PROVIDED ENTRIES —
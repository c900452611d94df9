pub mod account_service;
pub mod helpers;
pub mod tracing;

pub use account_service::{AccountService, BootstrapError};
pub use helpers::{configure_postgresql, redis_connection};
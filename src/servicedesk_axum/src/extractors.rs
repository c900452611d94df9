//! Session extractors for protected routes.

use axum::{
    extract::FromRequestParts,
    http::request::Parts,
    response::{IntoResponse, Redirect, Response},
};
use servicedesk_adapters::{AppState, AuthenticatedSession, config::paths};
use servicedesk_application::AuthorizeRoleUseCase;
use servicedesk_core::{Role, SessionValidator, UserId};

use crate::error::ApiError;

/// The signed-in user. Requests without a valid session are redirected to
/// the login page.
pub struct CurrentUser {
    pub user_id: UserId,
    pub session: AuthenticatedSession,
}

impl FromRequestParts<AppState> for CurrentUser {
    type Rejection = Redirect;

    async fn from_request_parts(
        parts: &mut Parts,
        state: &AppState,
    ) -> Result<Self, Self::Rejection> {
        let session = state.sessions.validate(parts).await.map_err(|e| {
            tracing::debug!(error = %e, "Rejected session");
            Redirect::to(paths::LOGIN)
        })?;
        let user_id = session
            .claims
            .user_id()
            .map_err(|_| Redirect::to(paths::LOGIN))?;

        Ok(Self { user_id, session })
    }
}

/// A signed-in user holding `Admin`; anyone else is sent to the
/// access-denied page.
pub struct AdminUser(pub CurrentUser);

impl FromRequestParts<AppState> for AdminUser {
    type Rejection = Response;

    async fn from_request_parts(
        parts: &mut Parts,
        state: &AppState,
    ) -> Result<Self, Self::Rejection> {
        let user = CurrentUser::from_request_parts(parts, state)
            .await
            .map_err(IntoResponse::into_response)?;

        let is_admin = AuthorizeRoleUseCase::new(&*state.user_store)
            .execute(&user.user_id, Role::Admin)
            .await
            .map_err(|e| ApiError::from(e).into_response())?;

        if !is_admin {
            return Err(Redirect::to(paths::ACCESS_DENIED).into_response());
        }
        Ok(Self(user))
    }
}
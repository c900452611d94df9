use serde::{Deserialize, Serialize};
use secrecy::ExposeSecret;
use servicedesk_application::{
    GetProfileUseCase, Profile, ProfileUpdate, ResendConfirmationUseCase, UpdateProfileUseCase,
};
use servicedesk_core::{AuthResponseBuilder, AuthResponseHelpers, UserId};

use crate::{
    handlers::{HandlerError, validation::FieldErrors},
    state::AppState,
};

const PROFILE_UPDATED: &str = "Profile updated.";

#[derive(Debug, Serialize)]
#[serde(rename_all = "camelCase")]
pub struct ProfileResponse {
    pub user_id: String,
    pub user_name: String,
    pub email: String,
    pub name: String,
    pub surname: String,
    pub email_confirmed: bool,
}

impl From<&Profile> for ProfileResponse {
    fn from(profile: &Profile) -> Self {
        Self {
            user_id: profile.user_id.to_string(),
            user_name: profile.username.to_string(),
            email: profile.email.as_ref().expose_secret().clone(),
            name: profile.name.clone(),
            surname: profile.surname.clone(),
            email_confirmed: profile.email_confirmed,
        }
    }
}

#[derive(Debug, Deserialize)]
#[serde(rename_all = "camelCase")]
pub struct UpdateProfileRequest {
    pub name: String,
    pub surname: String,
    pub email: String,
}

pub async fn handle_get_profile<B>(
    state: &AppState,
    user_id: &UserId,
    builder: B,
) -> Result<B::Response, HandlerError>
where
    B: AuthResponseBuilder,
{
    let profile = GetProfileUseCase::new(&*state.user_store)
        .execute(user_id)
        .await?;
    Ok(builder.ok_json(serde_json::json!(ProfileResponse::from(&profile))))
}

pub async fn handle_update_profile<B>(
    state: &AppState,
    user_id: &UserId,
    request: UpdateProfileRequest,
    builder: B,
) -> Result<B::Response, HandlerError>
where
    B: AuthResponseBuilder,
{
    let mut errors = FieldErrors::default();
    let name = errors.required("name", &request.name);
    let surname = errors.required("surname", &request.surname);
    let email = errors.email("email", &request.email);
    errors.into_result()?;
    let (Some(name), Some(surname), Some(email)) = (name, surname, email) else {
        return Err(HandlerError::BadRequest);
    };

    let use_case = UpdateProfileUseCase::new(
        &*state.user_store,
        &*state.token_provider,
        &*state.link_generator,
        &*state.email_sender,
    );
    let outcome = use_case
        .execute(
            user_id,
            ProfileUpdate {
                name,
                surname,
                email,
            },
        )
        .await?;

    Ok(builder.ok_json(serde_json::json!({
        "profile": ProfileResponse::from(&outcome.profile),
        "emailChanged": outcome.email_changed,
        "message": PROFILE_UPDATED,
    })))
}

pub async fn handle_resend_confirmation<B>(
    state: &AppState,
    user_id: &UserId,
    builder: B,
) -> Result<B::Response, HandlerError>
where
    B: AuthResponseBuilder,
{
    let use_case = ResendConfirmationUseCase::new(
        &*state.user_store,
        &*state.token_provider,
        &*state.link_generator,
        &*state.email_sender,
    );
    let outcome = use_case.execute(user_id).await?;
    Ok(builder.ok_json(serde_json::json!({ "message": outcome.status_message() })))
}
use servicedesk_core::{EmailSender, LinkGenerator, TokenProvider, TokenPurpose, UserId, UserStore};

use crate::{error::AccountError, notifications::send_token_link};

#[derive(Debug, Clone, Copy, PartialEq, Eq)]
pub enum ResendConfirmationOutcome {
    Sent,
    AlreadyConfirmed,
}

impl ResendConfirmationOutcome {
    pub fn status_message(&self) -> &'static str {
        match self {
            ResendConfirmationOutcome::Sent => {
                "Verification email sent. Please check your email."
            }
            ResendConfirmationOutcome::AlreadyConfirmed => "Your email is already confirmed.",
        }
    }
}

/// Sends a fresh confirmation link to an account whose email is unconfirmed.
pub struct ResendConfirmationUseCase<'a, U, T, L, E>
where
    U: UserStore + ?Sized,
    T: TokenProvider + ?Sized,
    L: LinkGenerator + ?Sized,
    E: EmailSender + ?Sized,
{
    user_store: &'a U,
    token_provider: &'a T,
    link_generator: &'a L,
    email_sender: &'a E,
}

impl<'a, U, T, L, E> ResendConfirmationUseCase<'a, U, T, L, E>
where
    U: UserStore + ?Sized,
    T: TokenProvider + ?Sized,
    L: LinkGenerator + ?Sized,
    E: EmailSender + ?Sized,
{
    pub fn new(
        user_store: &'a U,
        token_provider: &'a T,
        link_generator: &'a L,
        email_sender: &'a E,
    ) -> Self {
        Self {
            user_store,
            token_provider,
            link_generator,
            email_sender,
        }
    }

    #[tracing::instrument(name = "ResendConfirmationUseCase::execute", skip(self))]
    pub async fn execute(
        &self,
        user_id: &UserId,
    ) -> Result<ResendConfirmationOutcome, AccountError> {
        let user = self.user_store.get_user(user_id).await?;
        if user.email_confirmed() {
            return Ok(ResendConfirmationOutcome::AlreadyConfirmed);
        }
        send_token_link(
            self.token_provider,
            self.link_generator,
            self.email_sender,
            &user,
            TokenPurpose::EmailConfirmation,
        )
        .await?;
        Ok(ResendConfirmationOutcome::Sent)
    }
}
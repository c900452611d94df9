use servicedesk_core::{LinkGenerator, TokenPurpose, UserId};
use url::Url;

use crate::config::paths;

/// Builds absolute callback links from the configured public origin.
#[derive(Debug, Clone)]
pub struct BaseUrlLinkGenerator {
    base_url: Url,
}

impl BaseUrlLinkGenerator {
    pub fn new(base_url: &str) -> Result<Self, url::ParseError> {
        Ok(Self {
            base_url: Url::parse(base_url)?,
        })
    }
}

fn callback_path(purpose: TokenPurpose) -> &'static str {
    match purpose {
        TokenPurpose::EmailConfirmation => paths::CONFIRM_EMAIL,
        TokenPurpose::PasswordReset => paths::CONFIRM_RESET_PASSWORD,
    }
}

impl LinkGenerator for BaseUrlLinkGenerator {
    fn callback_link(&self, purpose: TokenPurpose, user_id: &UserId, code: &str) -> String {
        let mut url = self.base_url.clone();
        url.set_path(callback_path(purpose));
        url.query_pairs_mut()
            .clear()
            .append_pair("userId", &user_id.to_string())
            .append_pair("code", code);
        url.into()
    }
}
use base64::{Engine, engine::general_purpose::STANDARD};
use hmac::{Hmac, Mac};
use rand::{Rng, distr::Alphanumeric};
use reqwest::{Client, StatusCode, Url};
use secrecy::{ExposeSecret, Secret};
use servicedesk_core::{GatewayError, InstallmentInfoRequest, InstallmentInfoResponse, PaymentGateway};
use sha2::Sha256;

const INSTALLMENT_PATH: &str = "/payment/iyzipos/installment";
const AUTHORIZATION_SCHEME: &str = "IYZWSv2";
const RANDOM_HEADER: &str = "x-iyzi-rnd";
const RANDOM_KEY_LENGTH: usize = 16;

type HmacSha256 = Hmac<Sha256>;

/// Client for the iyzico installment lookup, signing every request with the
/// IYZWSv2 scheme.
pub struct IyzicoPaymentGateway {
    http_client: Client,
    base_url: String,
    api_key: Secret<String>,
    secret_key: Secret<String>,
}

impl IyzicoPaymentGateway {
    pub fn new(
        base_url: String,
        api_key: Secret<String>,
        secret_key: Secret<String>,
        http_client: Client,
    ) -> Self {
        Self {
            http_client,
            base_url,
            api_key,
            secret_key,
        }
    }

    fn signature(&self, random_key: &str, body: &str) -> Result<String, GatewayError> {
        let mut mac = HmacSha256::new_from_slice(self.secret_key.expose_secret().as_bytes())
            .map_err(|e| GatewayError::InvalidResponse(e.to_string()))?;
        mac.update(random_key.as_bytes());
        mac.update(INSTALLMENT_PATH.as_bytes());
        mac.update(body.as_bytes());
        Ok(hex::encode(mac.finalize().into_bytes()))
    }

    fn authorization(&self, random_key: &str, body: &str) -> Result<String, GatewayError> {
        let signature = self.signature(random_key, body)?;
        let credentials = format!(
            "apiKey:{}&randomKey:{random_key}&signature:{signature}",
            self.api_key.expose_secret()
        );
        Ok(format!("{AUTHORIZATION_SCHEME} {}", STANDARD.encode(credentials)))
    }
}

fn random_key() -> String {
    rand::rng()
        .sample_iter(&Alphanumeric)
        .take(RANDOM_KEY_LENGTH)
        .map(char::from)
        .collect()
}

fn transport(error: reqwest::Error) -> GatewayError {
    GatewayError::Transport {
        message: error.to_string(),
        retryable: true,
    }
}

#[async_trait::async_trait]
impl PaymentGateway for IyzicoPaymentGateway {
    #[tracing::instrument(
        name = "Retrieving installment info",
        skip_all,
        fields(conversation_id = %request.conversation_id)
    )]
    async fn retrieve_installment_info(
        &self,
        request: &InstallmentInfoRequest,
    ) -> Result<InstallmentInfoResponse, GatewayError> {
        let url = Url::parse(&self.base_url)
            .and_then(|base| base.join(INSTALLMENT_PATH))
            .map_err(|e| GatewayError::Transport {
                message: e.to_string(),
                retryable: false,
            })?;

        let body = serde_json::to_string(request)
            .map_err(|e| GatewayError::InvalidResponse(e.to_string()))?;
        let random_key = random_key();
        let authorization = self.authorization(&random_key, &body)?;

        let response = self
            .http_client
            .post(url)
            .header(reqwest::header::AUTHORIZATION, authorization)
            .header(RANDOM_HEADER, &random_key)
            .header(reqwest::header::CONTENT_TYPE, "application/json")
            .body(body)
            .send()
            .await
            .map_err(transport)?;

        let status = response.status();
        if status.is_server_error() {
            tracing::warn!(%status, "Payment gateway server error");
            return Err(GatewayError::Transport {
                message: format!("gateway responded with {status}"),
                retryable: true,
            });
        }

        let bytes = response.bytes().await.map_err(transport)?;
        match serde_json::from_slice::<InstallmentInfoResponse>(&bytes) {
            Ok(parsed) => Ok(parsed),
            Err(_) if status != StatusCode::OK => Err(GatewayError::Upstream {
                code: None,
                message: format!("gateway responded with {status}"),
            }),
            Err(e) => Err(GatewayError::InvalidResponse(e.to_string())),
        }
    }
}
use std::sync::Arc;

use chrono::{DateTime, Utc};
use redis::{Commands, Connection};
use servicedesk_core::{BannedTokenStore, BannedTokenStoreError, UserId};
use tokio::sync::RwLock;

/// Banned session tokens, kept until the longest session they could belong to
/// has expired.
#[derive(Clone)]
pub struct RedisBannedTokenStore {
    conn: Arc<RwLock<Connection>>,
    token_ttl: u64,
}

impl RedisBannedTokenStore {
    pub fn new(conn: Arc<RwLock<Connection>>, token_ttl: u64) -> Self {
        Self { conn, token_ttl }
    }
}

#[async_trait::async_trait]
impl BannedTokenStore for RedisBannedTokenStore {
    #[tracing::instrument(name = "Banning session token", skip_all)]
    async fn ban_token(&self, token: String) -> Result<(), BannedTokenStoreError> {
        let key = get_key(&token);

        let mut conn = self.conn.write().await;
        conn.set_ex(key, true, self.token_ttl)
            .map_err(|e| BannedTokenStoreError::DatabaseError(e.to_string()))
    }

    async fn contains_token(&self, token: &str) -> Result<bool, BannedTokenStoreError> {
        let key = get_key(token);
        let mut conn = self.conn.write().await;
        conn.exists(&key)
            .map_err(|e| BannedTokenStoreError::DatabaseError(e.to_string()))
    }

    #[tracing::instrument(name = "Revoking all sessions of a user", skip_all)]
    async fn revoke_sessions_before(
        &self,
        user_id: &UserId,
        before: DateTime<Utc>,
    ) -> Result<(), BannedTokenStoreError> {
        let key = get_revocation_key(user_id);

        let mut conn = self.conn.write().await;
        conn.set_ex(key, before.timestamp(), self.token_ttl)
            .map_err(|e| BannedTokenStoreError::DatabaseError(e.to_string()))
    }

    async fn sessions_revoked_before(
        &self,
        user_id: &UserId,
    ) -> Result<Option<DateTime<Utc>>, BannedTokenStoreError> {
        let key = get_revocation_key(user_id);
        let mut conn = self.conn.write().await;
        let timestamp: Option<i64> = conn
            .get(&key)
            .map_err(|e| BannedTokenStoreError::DatabaseError(e.to_string()))?;
        Ok(timestamp.and_then(|secs| DateTime::from_timestamp(secs, 0)))
    }
}

const BANNED_TOKEN_KEY_PREFIX: &str = "servicedesk:banned_token:";
const REVOKED_SESSIONS_KEY_PREFIX: &str = "servicedesk:sessions_revoked_before:";

fn get_key(token: &str) -> String {
    format!("{}{}", BANNED_TOKEN_KEY_PREFIX, token)
}

fn get_revocation_key(user_id: &UserId) -> String {
    format!("{}{}", REVOKED_SESSIONS_KEY_PREFIX, user_id)
}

TASK — Exactly as they appear, copy the lines of the listing above from the first through the one that contains "filename src/servicedesk_axum/src/extractors.rs", and nothing more.

TASK ANSWER —
repository c900452611d94df9
pub mod account_service;
pub mod helpers;
pub mod tracing;

pub use account_service::{AccountService, BootstrapError};
pub use helpers::{configure_postgresql, redis_connection};
filename src/servicedesk_axum/src/extractors.rs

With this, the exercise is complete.